Metachromatic leukodystrophy (MLD) is a rare genetic condition that causes a buildup of a specific type of fat (sulfatides) in brain and spinal cord cells. This buildup causes leukodystrophy, which is progressive destruction of cells that have a myelin coating (white matter) in the brain and spinal cord. Destruction of these cells leads to the inability to think clearly and perform physical tasks. Individuals with MLD lose the ability to perform daily functions over time, such as talking and walking. As the disease progresses, individuals lose awareness of where they are and eventually become unresponsive. Blindness, seizures and hearing loss may also occur. There are three forms of MLD: late infantile form, juvenile form, and adult form. The late infantile form, which is the most common form, begins in the second year of life and progresses rapidly. The juvenile form typically begins between 4 years of age and teenage years, while the adult form starts after the teenage years.

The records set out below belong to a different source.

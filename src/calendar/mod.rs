pub mod date_range;
pub mod event;
pub mod iso;
pub mod user;

pub use date_range::{DateWindow, ViewType};
pub use event::{Attendee, Event, NewEvent, Organizer, SaveAck, ATTENDEE_ROLE};
pub use user::User;
use ratatui::{
    style::{Modifier, Style},
    text::{Line, Span},
    widgets::{Block, Borders, Paragraph},
    Frame,
};

use calboard::{app::AppState, ui::agenda_view};

pub fn render(f: &mut Frame, app: &AppState, area: ratatui::layout::Rect) {
    let layout = agenda_view::calculate_layout(app);

    let mut lines = vec![
        Line::from(Span::styled(
            format!("Agenda {}", app.selected_date.format("%B %Y")),
            Style::default().fg(app.theme.title).add_modifier(Modifier::BOLD),
        )),
        Line::from(""),
    ];

    if layout.days.is_empty() {
        lines.push(Line::from(Span::styled(
            "No events in this period",
            Style::default().fg(app.theme.inactive_day),
        )));
    }

    for day in &layout.days {
        let date_style = if day.is_today {
            Style::default().fg(app.theme.today).add_modifier(Modifier::BOLD)
        } else {
            Style::default().fg(app.theme.weekday_header).add_modifier(Modifier::BOLD)
        };
        lines.push(Line::from(Span::styled(day.date.format("%a %b %d").to_string(), date_style)));

        for entry in &day.entries {
            let style = if entry.is_selected {
                Style::default().bg(app.theme.selected_bg).fg(app.theme.selected_fg)
            } else {
                Style::default()
            };

            let mut spans = vec![
                Span::raw("  "),
                Span::styled(format!("{:<12}", entry.time_range), style.fg(app.theme.event_indicator)),
                Span::styled(entry.title.clone(), style),
            ];
            if !entry.location.is_empty() {
                spans.push(Span::styled(
                    format!(" @ {}", entry.location),
                    Style::default().fg(app.theme.inactive_day),
                ));
            }
            lines.push(Line::from(spans));
        }

        lines.push(Line::from(""));
    }

    let scroll = selected_line(&layout).saturating_sub(area.height.saturating_sub(4) as usize);
    let content = Paragraph::new(lines)
        .scroll((scroll as u16, 0))
        .block(Block::default().borders(Borders::ALL));
    f.render_widget(content, area);
}

/// Line offset of the selected entry inside the rendered agenda.
fn selected_line(layout: &agenda_view::AgendaLayout) -> usize {
    let mut line = 2;
    for day in &layout.days {
        line += 1;
        for entry in &day.entries {
            if entry.is_selected {
                return line;
            }
            line += 1;
        }
        line += 1;
    }
    0
}
use chrono::{Local, NaiveDate, Timelike};

use crate::app::AppState;
use crate::calendar::Event;

#[derive(Debug, Clone, PartialEq)]
pub struct DayLayout {
    pub date: NaiveDate,
    pub is_today: bool,
    pub all_day: Vec<EventEntry>,
    pub hours: Vec<HourBlock>,
}

#[derive(Debug, Clone, PartialEq)]
pub struct HourBlock {
    pub hour: u32,
    pub events: Vec<EventEntry>,
}

#[derive(Debug, Clone, PartialEq)]
pub struct EventEntry {
    pub event_id: String,
    pub title: String,
    pub start_minute: u32,
    pub duration_minutes: i64,
    pub location: Option<String>,
    pub organizer: String,
    pub attendee_count: usize,
}

impl EventEntry {
    fn from_event(event: &Event) -> Self {
        Self {
            event_id: event.id.clone(),
            title: event.title.clone(),
            start_minute: event.start.with_timezone(&Local).minute(),
            duration_minutes: event.duration_minutes(),
            location: (!event.location.is_empty()).then(|| event.location.clone()),
            organizer: event.organizer.name.clone(),
            attendee_count: event.attendees.len(),
        }
    }
}

/// Events carried over from an earlier day open the day at midnight.
fn start_hour_on(event: &Event, date: NaiveDate) -> u32 {
    let start = event.start.with_timezone(&Local);
    if start.date_naive() < date { 0 } else { start.hour() }
}

/// All 24 local hours of the selected day; all-day events sit apart.
pub fn calculate_layout(state: &AppState) -> DayLayout {
    let date = state.selected_date;
    let today = chrono::Local::now().date_naive();
    let events = state.get_events_for_date(date);

    let (all_day, timed): (Vec<&Event>, Vec<&Event>) = events.into_iter().partition(|e| e.is_all_day());

    let hours = (0..24)
        .map(|hour| HourBlock {
            hour,
            events: timed
                .iter()
                .filter(|e| start_hour_on(e, date) == hour)
                .map(|e| EventEntry::from_event(e))
                .collect(),
        })
        .collect();

    DayLayout {
        date,
        is_today: date == today,
        all_day: all_day.into_iter().map(EventEntry::from_event).collect(),
        hours,
    }
}

#[cfg(test)]
mod tests {
    use super::*;
    use crate::calendar::event::fixtures::event_at;

    fn date(year: i32, month: u32, day: u32) -> NaiveDate {
        NaiveDate::from_ymd_opt(year, month, day).unwrap()
    }

    fn state_on(anchor: NaiveDate) -> AppState {
        let mut state = AppState::new();
        state.navigate_to(anchor);
        state
    }

    #[test]
    fn day_layout_has_24_hours() {
        let layout = calculate_layout(&state_on(date(2025, 1, 15)));

        assert_eq!(layout.date, date(2025, 1, 15));
        assert_eq!(layout.hours.len(), 24);
        assert_eq!(layout.hours[23].hour, 23);
    }

    #[test]
    fn events_are_placed_in_their_hour() {
        let mut state = state_on(date(2025, 1, 15));
        let mut event = event_at("e1", date(2025, 1, 15), 14, 30, 90);
        event.location = "Room 2".to_string();
        state.add_event(event);

        let layout = calculate_layout(&state);

        let entry = &layout.hours[14].events[0];
        assert_eq!(entry.event_id, "e1");
        assert_eq!(entry.start_minute, 30);
        assert_eq!(entry.duration_minutes, 90);
        assert_eq!(entry.location.as_deref(), Some("Room 2"));
        assert!(layout.hours[13].events.is_empty());
    }

    #[test]
    fn all_day_events_are_listed_separately() {
        let mut state = state_on(date(2025, 1, 15));
        let mut event = event_at("holiday", date(2025, 1, 15), 0, 0, 24 * 60);
        event.all_day = Some(true);
        state.add_event(event);

        let layout = calculate_layout(&state);

        assert_eq!(layout.all_day.len(), 1);
        assert!(layout.hours.iter().all(|h| h.events.is_empty()));
    }

    #[test]
    fn other_days_are_excluded() {
        let mut state = state_on(date(2025, 1, 15));
        state.add_event(event_at("tomorrow", date(2025, 1, 16), 9, 0, 30));

        let layout = calculate_layout(&state);

        assert!(layout.hours.iter().all(|h| h.events.is_empty()));
    }

    #[test]
    fn event_from_previous_day_opens_at_midnight() {
        let mut state = state_on(date(2025, 1, 15));
        state.add_event(event_at("overnight", date(2025, 1, 14), 22, 0, 4 * 60));

        let layout = calculate_layout(&state);

        assert_eq!(layout.hours[0].events[0].event_id, "overnight");
        assert!(layout.hours[22].events.is_empty());
    }
}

MLD, which is an autosomal recessive condition, occurs when a person has mutations (changes) in both copies of the ARSA gene. This gene tells the body how to make the arylsulfatase A enzyme, which is responsible for breaking down sulfatides within cells. A decrease in this enzyme leads to the buildup of sulfatides within the cell. A doctor can diagnose MLD by collecting a medical history and performing a physical exam, as well as performing brain-imaging tests. A magnetic resonance imaging (MRI) test may be used to check for signs of leukodystrophy in the brain. Genetic testing of the ARSA gene is typically performed to confirm the diagnosis. There is currently not a cure for MLD. Treatment involves addressing symptoms of MLD, such as seizure control. This is a very serious condition and, if you or your child has this diagnosis, it may be helpful to speak with a doctor or therapist to gain additional information and support.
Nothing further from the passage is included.